Prepitch: Character integer literals

There is no semantic reason why UInt8(ascii:) requires the ICU runtime or could not be done at compile time.

Okay, so it is mostly a limitation of the current implementation? Or something to do with the moving target unicode spec/ICU version/whatever? My main concern is that it won't make any sense from a user's perspective.

What's the ICU runtime?

Again, that's still very niche. If I ever saw someone classify between ASCII and latin by a mysterious let isAscii = i > 0, I would instantly reject the CR. No questions asked.

That sort of feature is much better to just be wrapped in a method or boolean computed property.

It could be better used for regex literals, grammar generators, or made into some sort of facility for supporting user DSLs.

I think Swift has more important things to do for the comma, besides mimicking the look of a 50 year old language feature* for supporting a largely defunct 52 year old text encoding.

  • Single quotes as chars date back at least as old as the B programming language, circa 1969.
3 Likes

i mean, it’s only niche to some people.

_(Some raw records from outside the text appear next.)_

//! HTTPS transport posting protocol messages as JSON.

use std::sync::Arc;
use std::time::Duration;

use async_trait::async_trait;
use bytes::Bytes;
use dsp_config::OutboundConfig;
use hyper::body::to_bytes;
use hyper::client::HttpConnector;
use hyper::header::{ACCEPT, CONTENT_TYPE};
use hyper::{Body, Client, Request};
use hyper_rustls::HttpsConnector;
use rustls::{ClientConfig, OwnedTrustAnchor, RootCertStore};
use tokio::time::timeout;
use tracing::debug;
use webpki_roots::TLS_SERVER_ROOTS;

use crate::messages::{NegotiationAck, ProtocolMessage};
use crate::peer::{PeerError, PeerResult, RemotePeer};

type HyperClient = Client<HttpsConnector<HttpConnector>, Body>;

fn build_https_client() -> HyperClient {
    let mut roots = RootCertStore::empty();
    roots.add_trust_anchors(TLS_SERVER_ROOTS.iter().map(|anchor| {
        OwnedTrustAnchor::from_subject_spki_name_constraints(
            anchor.subject,
            anchor.spki,
            anchor.name_constraints,
        )
    }));

    let config = ClientConfig::builder()
        .with_safe_defaults()
        .with_root_certificates(roots)
        .with_no_client_auth();

    let mut http = HttpConnector::new();
    http.enforce_http(false);

    let connector = HttpsConnector::from((http, Arc::new(config)));

    Client::builder().build::<_, Body>(connector)
}

/// Joins a callback address and an endpoint path.
#[must_use]
pub fn endpoint_url(address: &str, path: &str) -> String {
    format!("{}{path}", address.trim_end_matches('/'))
}

/// [`RemotePeer`] speaking HTTP(S) to the counterparty's callback address.
///
/// Connection failures, timeouts, and 5xx answers are transient; other
/// non-2xx answers are rejections.
#[derive(Clone)]
pub struct HttpPeer {
    client: HyperClient,
    timeout: Duration,
    bearer_token: Option<String>,
}

impl std::fmt::Debug for HttpPeer {
    fn fmt(&self, f: &mut std::fmt::Formatter<'_>) -> std::fmt::Result {
        f.debug_struct("HttpPeer")
            .field("timeout", &self.timeout)
            .field("authenticated", &self.bearer_token.is_some())
            .finish_non_exhaustive()
    }
}

impl HttpPeer {
    /// Creates a peer trusting the bundled web PKI roots.
    #[must_use]
    pub fn new() -> Self {
        Self {
            client: build_https_client(),
            timeout: Duration::from_secs(10),
            bearer_token: None,
        }
    }

    /// Creates a peer using the configured request timeout.
    #[must_use]
    pub fn from_config(config: &OutboundConfig) -> Self {
        Self::new().with_timeout(config.request_timeout())
    }

    /// Sets the per-request timeout.
    #[must_use]
    pub fn with_timeout(mut self, timeout: Duration) -> Self {
        self.timeout = timeout;
        self
    }

    /// Sends `Authorization: Bearer <token>` with every request.
    #[must_use]
    pub fn with_bearer_token(mut self, token: impl Into<String>) -> Self {
        self.bearer_token = Some(token.into());
        self
    }

    /// Returns the per-request timeout.
    #[must_use]
    pub fn timeout(&self) -> Duration {
        self.timeout
    }

    fn build_request(&self, url: &str, body: Bytes) -> PeerResult<Request<Body>> {
        let mut builder = Request::post(url)
            .header(CONTENT_TYPE, "application/json")
            .header(ACCEPT, "application/json");
        if let Some(token) = &self.bearer_token {
            builder = builder.header(hyper::header::AUTHORIZATION, format!("Bearer {token}"));
        }
        builder
            .body(Body::from(body))
            .map_err(|err| PeerError::Protocol(format!("failed to build request for {url}: {err}")))
    }
}

impl Default for HttpPeer {
    fn default() -> Self {
        Self::new()
    }
}

#[async_trait]
impl RemotePeer for HttpPeer {
    async fn send(&self, address: &str, message: &ProtocolMessage) -> PeerResult<NegotiationAck> {
        let url = endpoint_url(address, &message.path());
        let body = message.to_json().map_err(|err| {
            PeerError::Protocol(format!("failed to encode {}: {err}", message.kind()))
        })?;
        let request = self.build_request(&url, Bytes::from(body))?;

        debug!(url = %url, message = message.kind(), "posting protocol message");
        let response = timeout(self.timeout, self.client.request(request))
            .await
            .map_err(|_| PeerError::transient(format!("request to {url} timed out")))?
            .map_err(|err| PeerError::transient(format!("request to {url} failed: {err}")))?;

        let status = response.status();
        let bytes = to_bytes(response.into_body())
            .await
            .map_err(|err| PeerError::transient(format!("failed to read response: {err}")))?;

        if !status.is_success() {
            let reason = String::from_utf8_lossy(&bytes).to_string();
            return Err(PeerError::from_status(status.as_u16(), reason));
        }

        serde_json::from_slice(&bytes)
            .map_err(|err| PeerError::Protocol(format!("failed to decode acknowledgement: {err}")))
    }
}
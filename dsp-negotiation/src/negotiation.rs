//! The contract negotiation aggregate.

use chrono::{DateTime, Utc};
use dsp_policy::{Agreement, Offer};
use dsp_primitives::{ConsumerPid, PidPair, ProviderPid};
use serde::{Deserialize, Serialize};
use tracing::debug;

use crate::error::{NegotiationError, NegotiationResult};
use crate::state::{NegotiationState, Role, is_transition_allowed};

/// Why and by which code a negotiation was terminated.
#[derive(Debug, Clone, PartialEq, Eq, Serialize, Deserialize)]
#[serde(rename_all = "camelCase")]
pub struct Termination {
    /// Machine readable code.
    pub code: Option<String>,
    /// Human readable reason.
    pub reason: Option<String>,
    /// Role of the party that terminated.
    pub terminated_by: Role,
}

/// One negotiation as seen by the local party.
///
/// Each round supersedes the current offer; earlier rounds are kept in order.
#[derive(Debug, Clone, Serialize, Deserialize)]
#[serde(rename_all = "camelCase")]
pub struct ContractNegotiation {
    provider_pid: ProviderPid,
    consumer_pid: ConsumerPid,
    role: Role,
    state: NegotiationState,
    callback_address: String,
    offer: Offer,
    #[serde(default)]
    previous_offers: Vec<Offer>,
    agreement: Option<Agreement>,
    termination: Option<Termination>,
    created_at: DateTime<Utc>,
    modified_at: DateTime<Utc>,
    version: u64,
}

impl ContractNegotiation {
    /// Starts a negotiation in `state` with its first offer.
    #[must_use]
    pub fn new(
        pids: PidPair,
        role: Role,
        state: NegotiationState,
        callback_address: impl Into<String>,
        offer: Offer,
    ) -> Self {
        let now = Utc::now();
        Self {
            provider_pid: pids.provider_pid().clone(),
            consumer_pid: pids.consumer_pid().clone(),
            role,
            state,
            callback_address: callback_address.into(),
            offer,
            previous_offers: Vec::new(),
            agreement: None,
            termination: None,
            created_at: now,
            modified_at: now,
            version: 0,
        }
    }

    /// Returns the provider pid.
    #[must_use]
    pub fn provider_pid(&self) -> &ProviderPid {
        &self.provider_pid
    }

    /// Returns the consumer pid.
    #[must_use]
    pub fn consumer_pid(&self) -> &ConsumerPid {
        &self.consumer_pid
    }

    /// Returns both pids.
    #[must_use]
    pub fn pids(&self) -> PidPair {
        PidPair::new(self.provider_pid.clone(), self.consumer_pid.clone())
    }

    /// Returns the local party's role.
    #[must_use]
    pub fn role(&self) -> Role {
        self.role
    }

    /// Returns the current state.
    #[must_use]
    pub fn state(&self) -> NegotiationState {
        self.state
    }

    /// Returns the counterparty's callback address.
    #[must_use]
    pub fn callback_address(&self) -> &str {
        &self.callback_address
    }

    /// Returns the offer of the latest round.
    #[must_use]
    pub fn current_offer(&self) -> &Offer {
        &self.offer
    }

    /// Returns every offer in round order, the current one last.
    pub fn offers(&self) -> impl Iterator<Item = &Offer> {
        self.previous_offers.iter().chain(std::iter::once(&self.offer))
    }

    /// Returns the agreement once reached.
    #[must_use]
    pub fn agreement(&self) -> Option<&Agreement> {
        self.agreement.as_ref()
    }

    /// Returns the termination record, if terminated.
    #[must_use]
    pub fn termination(&self) -> Option<&Termination> {
        self.termination.as_ref()
    }

    /// Returns when the negotiation was created.
    #[must_use]
    pub fn created_at(&self) -> DateTime<Utc> {
        self.created_at
    }

    /// Returns when the negotiation last changed.
    #[must_use]
    pub fn modified_at(&self) -> DateTime<Utc> {
        self.modified_at
    }

    /// Returns the persisted version this copy was read at.
    #[must_use]
    pub fn version(&self) -> u64 {
        self.version
    }

    /// Returns `true` when both pids equal the stored ones.
    #[must_use]
    pub fn is_correlated(&self, provider_pid: &ProviderPid, consumer_pid: &ConsumerPid) -> bool {
        &self.provider_pid == provider_pid && &self.consumer_pid == consumer_pid
    }

    /// Checks that the negotiation may move to `next`.
    ///
    /// # Errors
    ///
    /// Returns [`NegotiationError::InvalidState`] when the transition table
    /// does not allow the move.
    pub fn ensure_transition(&self, next: NegotiationState) -> NegotiationResult<()> {
        if is_transition_allowed(self.state, next) {
            Ok(())
        } else {
            Err(NegotiationError::InvalidState {
                from: self.state,
                to: next,
            })
        }
    }

    /// Checks that `offer` keeps the id and target of the negotiation's lineage.
    ///
    /// # Errors
    ///
    /// Returns [`NegotiationError::ValidationFailure`] on any mismatch.
    pub fn ensure_same_lineage(&self, offer: &Offer) -> NegotiationResult<()> {
        let current = self.current_offer();
        let original_id = current.original_id().unwrap_or(current.id());
        if offer.id() != original_id {
            return Err(NegotiationError::validation(format!(
                "offer id {} does not match {original_id}",
                offer.id()
            )));
        }
        if offer.target() != current.target() {
            return Err(NegotiationError::validation(format!(
                "offer target {} does not match {}",
                offer.target(),
                current.target()
            )));
        }
        Ok(())
    }

    /// Returns `true` when some round's offer covers the agreement's target
    /// and parties.
    #[must_use]
    pub fn has_offer_for(&self, agreement: &Agreement) -> bool {
        self.offers().any(|offer| {
            offer.covers(agreement.target(), agreement.assigner(), agreement.assignee())
        })
    }

    /// Moves to `next`.
    ///
    /// # Errors
    ///
    /// Returns [`NegotiationError::InvalidState`] when not allowed.
    pub fn transition_to(&mut self, next: NegotiationState) -> NegotiationResult<()> {
        self.ensure_transition(next)?;
        debug!(
            provider_pid = %self.provider_pid,
            consumer_pid = %self.consumer_pid,
            role = %self.role,
            from = %self.state,
            to = %next,
            "contract negotiation transition"
        );
        self.state = next;
        self.modified_at = Utc::now();
        Ok(())
    }

    /// Appends a new round's offer, keeping the lineage back-reference.
    pub fn push_offer(&mut self, offer: Offer) {
        let original_id = self
            .offer
            .original_id()
            .unwrap_or(self.offer.id())
            .to_owned();
        let previous = std::mem::replace(&mut self.offer, offer.with_original_id(original_id));
        self.previous_offers.push(previous);
    }

    /// Attaches the agreement reached in this negotiation.
    pub fn attach_agreement(&mut self, agreement: Agreement) {
        self.agreement = Some(agreement);
    }

    /// Records the termination details.
    pub fn record_termination(&mut self, termination: Termination) {
        self.termination = Some(termination);
    }

    /// Stamps the version a store persisted this copy at.
    pub fn set_version(&mut self, version: u64) {
        self.version = version;
    }
}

If you do any sort of work with any kind of binary format, you’re gonna need these, and need them a lot

8 Likes

Yes, It’s mostly a limitation of the current implementation though it may be difficult to remove the limitation that single quoted literals be single code points. The key requirement is that you get an error when a character overflows the target type at compile time.

let d2: Int8 = '🙂'
k.swift:6:16: error: codepoint literal '128578' overflows when stored into 'Int8'

The easiest way to do this is to leverage the existing Integer literal code. This reuse imposes the limitation that a single quoted literal can only be a single code point but it does mean you can give a meaningful error message early on.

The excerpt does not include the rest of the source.